Sunday, May 16, 2010

The Hollow Men.


Back to .500, huh?

Here it is, warts and all: John Lackey was terrible today. The defense was unspectacular. And the offense could barely register any sort of presence against a call-up from AAA. Yesterday, Jon Lester sucked and the bullpen was embarrassingly bad. Try as I might (and God love 'em, I do try), it's getting harder and harder to defend.

Is this who they really are, though? Eighty-one wins and a very long summer? There would seem to be so much potential there. Intellectually, they should be a very good team. But the results are awful. Who knows, maybe Ellsbury comes back and the lineup has a completely different look. Maybe Victor remembers how to hit. Maybe John Lackey and Josh Beckett figure out how to pitch. Maybe David Ortiz really does come back.

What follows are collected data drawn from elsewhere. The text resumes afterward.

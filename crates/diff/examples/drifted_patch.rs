use anyhow::Result;
use diffpatch::{Config, Patch};

fn main() -> Result<()> {
    let original = "The quick brown fox jumps over the lazy dog.";
    let edited = "The quick red fox jumps over the very lazy dog.";

    let config = Config::default();
    let mut patch = Patch::make(original, edited, config);
    patch.split_max();

    let stored = patch.to_text();
    println!("Stored patch:\n{}", stored);

    // Someone else edited the text in the meantime.
    let drifted = "Story: The quick brown fox jumps over the lazy dog!";
    let restored: Patch = stored.parse()?;
    let applied = restored.with_config(config).apply(drifted);

    println!("Drifted text: {}", drifted);
    println!("Patched text: {}", applied.text);
    for (i, ok) in applied.results.iter().enumerate() {
        println!("  entry {}: {}", i, if *ok { "applied" } else { "failed" });
    }

    Ok(())
}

Or maybe none of it happens.

In his poem The Hollow Men, T.S. Eliot writes that man is stuck in an indecisive rut. He knows what the problem is and he knows what needs to be done to solve it. But, out of fear, he can't bring himself to act. As a result, he's stuck in a horrible, desolate place that he would love to escape. He goes through life hating every moment of it but unable to change any of it. It's a little dark.

Presumably, this team knows that they should be better than this and that the way to be better is to win ballgames. But something is holding them back--maybe injuries, probably not fear. My fear is that they settle, that they come to believe that they're a mediocre ball club. Because if you settle, if you just accept things as being the way they are, this is the way the world ends.